## Your assignment
For each line in the data that includes "chrono", make a copy.

Data extracts Start Marker

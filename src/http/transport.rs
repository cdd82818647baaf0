//! Request transport
//!
//! The session layer talks to the upstream host through the `Transport`
//! trait: one request in, one response out, no retries. `HttpTransport` is
//! the reqwest-backed implementation; tests can substitute their own.

use super::rate_limit::RateLimiter;
use crate::clock::{system_clock, SharedClock};
use crate::config::ClientConfig;
use crate::cookies::{Cookie, CookieSet};
use crate::error::{Error, Result};
use crate::types::{JsonValue, Method, StringMap};
use async_trait::async_trait;
use bytes::Bytes;
use chrono::{DateTime, Utc};
use reqwest::header::{HeaderMap, COOKIE, RETRY_AFTER};
use reqwest::Client;
use serde::de::DeserializeOwned;
use std::time::Duration;
use tracing::debug;

/// Request body variants
#[derive(Debug, Clone, PartialEq)]
pub enum RequestBody {
    /// JSON document
    Json(JsonValue),
    /// `application/x-www-form-urlencoded` pairs
    Form(Vec<(String, String)>),
}

/// A single request handed to the transport
#[derive(Debug, Clone)]
pub struct TransportRequest {
    /// HTTP method
    pub method: Method,
    /// Absolute URL
    pub url: String,
    /// Request headers
    pub headers: StringMap,
    /// Optional body
    pub body: Option<RequestBody>,
    /// Cookies to send
    pub cookies: CookieSet,
    /// Override the transport timeout
    pub timeout: Option<Duration>,
}

impl TransportRequest {
    /// Create a request with no headers, body or cookies
    pub fn new(method: Method, url: impl Into<String>) -> Self {
        Self {
            method,
            url: url.into(),
            headers: StringMap::new(),
            body: None,
            cookies: CookieSet::new(),
            timeout: None,
        }
    }

    /// Add a header
    #[must_use]
    pub fn header(mut self, key: impl Into<String>, value: impl Into<String>) -> Self {
        self.headers.insert(key.into(), value.into());
        self
    }

    /// Add several headers
    #[must_use]
    pub fn headers<'a>(mut self, headers: impl IntoIterator<Item = (&'a String, &'a String)>) -> Self {
        for (key, value) in headers {
            self.headers.insert(key.clone(), value.clone());
        }
        self
    }

    /// Set the body
    #[must_use]
    pub fn body(mut self, body: Option<RequestBody>) -> Self {
        self.body = body;
        self
    }

    /// Set the cookies
    #[must_use]
    pub fn cookies(mut self, cookies: CookieSet) -> Self {
        self.cookies = cookies;
        self
    }

    /// Set timeout
    #[must_use]
    pub fn timeout(mut self, timeout: Duration) -> Self {
        self.timeout = Some(timeout);
        self
    }
}

/// What the transport hands back
#[derive(Debug, Clone)]
pub struct TransportResponse {
    /// HTTP status code
    pub status: u16,
    /// Response headers
    pub headers: HeaderMap,
    /// Cookies set by the response
    pub cookies: Vec<Cookie>,
    /// Raw body
    pub body: Bytes,
}

impl TransportResponse {
    /// Create a response with an empty body
    pub fn new(status: u16) -> Self {
        Self {
            status,
            headers: HeaderMap::new(),
            cookies: Vec::new(),
            body: Bytes::new(),
        }
    }

    /// 2xx status
    pub fn is_success(&self) -> bool {
        (200..300).contains(&self.status)
    }

    /// Body as text (lossy)
    pub fn text(&self) -> String {
        String::from_utf8_lossy(&self.body).into_owned()
    }

    /// Parse the body as JSON
    pub fn json<T: DeserializeOwned>(&self) -> Result<T> {
        serde_json::from_slice(&self.body)
            .map_err(|e| Error::decode(format!("Invalid JSON body (HTTP {}): {e}", self.status)))
    }

    /// Header value as a string
    pub fn header(&self, name: &str) -> Option<&str> {
        self.headers.get(name).and_then(|v| v.to_str().ok())
    }

    /// Seconds from the `Retry-After` header, when numeric
    pub fn retry_after(&self) -> Option<u64> {
        self.headers
            .get(RETRY_AFTER)
            .and_then(|v| v.to_str().ok())
            .and_then(|s| s.trim().parse().ok())
    }
}

/// Issues single requests against the upstream host
#[async_trait]
pub trait Transport: Send + Sync {
    /// Issue one request; non-2xx statuses are responses, not errors
    async fn issue(&self, request: TransportRequest) -> Result<TransportResponse>;
}

/// reqwest-backed transport with optional client-side pacing
pub struct HttpTransport {
    client: Client,
    timeout: Duration,
    rate_limiter: Option<RateLimiter>,
    clock: SharedClock,
}

impl HttpTransport {
    /// Create a transport from the client config
    pub fn new(config: &ClientConfig) -> Result<Self> {
        let client = Client::builder()
            .timeout(config.request_timeout())
            .user_agent(&config.user_agent)
            .build()?;

        Ok(Self {
            client,
            timeout: config.request_timeout(),
            rate_limiter: config.rate_limit.as_ref().map(RateLimiter::new),
            clock: system_clock(),
        })
    }

    /// Use a custom clock for `Max-Age` expiry
    pub fn with_clock(mut self, clock: SharedClock) -> Self {
        self.clock = clock;
        self
    }

    /// Check if rate limiting is enabled
    pub fn has_rate_limiter(&self) -> bool {
        self.rate_limiter.is_some()
    }
}

impl std::fmt::Debug for HttpTransport {
    fn fmt(&self, f: &mut std::fmt::Formatter<'_>) -> std::fmt::Result {
        f.debug_struct("HttpTransport")
            .field("timeout", &self.timeout)
            .field("has_rate_limiter", &self.rate_limiter.is_some())
            .finish_non_exhaustive()
    }
}

#[async_trait]
impl Transport for HttpTransport {
    async fn issue(&self, request: TransportRequest) -> Result<TransportResponse> {
        let url = url::Url::parse(&request.url)?;
        let host = url.host_str().unwrap_or_default().to_string();
        let timeout = request.timeout.unwrap_or(self.timeout);

        if let Some(ref limiter) = self.rate_limiter {
            limiter.wait().await;
        }

        let mut req = self
            .client
            .request(request.method.into(), url)
            .timeout(timeout);

        for (key, value) in &request.headers {
            req = req.header(key.as_str(), value.as_str());
        }

        if let Some(cookie_header) = request.cookies.header_value() {
            req = req.header(COOKIE, cookie_header);
        }

        match &request.body {
            Some(RequestBody::Json(body)) => req = req.json(body),
            Some(RequestBody::Form(pairs)) => req = req.form(pairs),
            None => {}
        }

        let response = req.send().await.map_err(|e| classify(e, timeout))?;
        let status = response.status().as_u16();
        let headers = response.headers().clone();
        let now = self.clock.now();
        let cookies: Vec<Cookie> = response
            .cookies()
            .map(|c| convert_cookie(&c, &host, now))
            .collect();
        let body = response.bytes().await.map_err(|e| classify(e, timeout))?;

        debug!(
            method = %request.method,
            url = %request.url,
            status,
            set_cookies = cookies.len(),
            "request completed"
        );

        Ok(TransportResponse {
            status,
            headers,
            cookies,
            body,
        })
    }
}

fn classify(error: reqwest::Error, timeout: Duration) -> Error {
    if error.is_timeout() {
        Error::Timeout {
            timeout_ms: timeout.as_millis() as u64,
        }
    } else {
        Error::Http(error)
    }
}

/// Convert a `Set-Cookie` into a stored cookie; domain and path default to
/// the request host and `/`. A `Max-Age` past the representable range never
/// expires.
fn convert_cookie(cookie: &reqwest::cookie::Cookie<'_>, host: &str, now: DateTime<Utc>) -> Cookie {
    let expires_at = match cookie.max_age() {
        Some(max_age) => chrono::Duration::from_std(max_age)
            .ok()
            .and_then(|d| now.checked_add_signed(d)),
        None => cookie.expires().map(DateTime::<Utc>::from),
    };

    Cookie {
        name: cookie.name().to_string(),
        value: cookie.value().to_string(),
        domain: cookie.domain().unwrap_or(host).to_string(),
        path: cookie.path().unwrap_or("/").to_string(),
        expires_at,
        secure: cookie.secure(),
    }
}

Data extracts End Marker

## Reply
use chrono::{DateTime, Utc};
        Some(max_age) => chrono::Duration::from_std(max_age)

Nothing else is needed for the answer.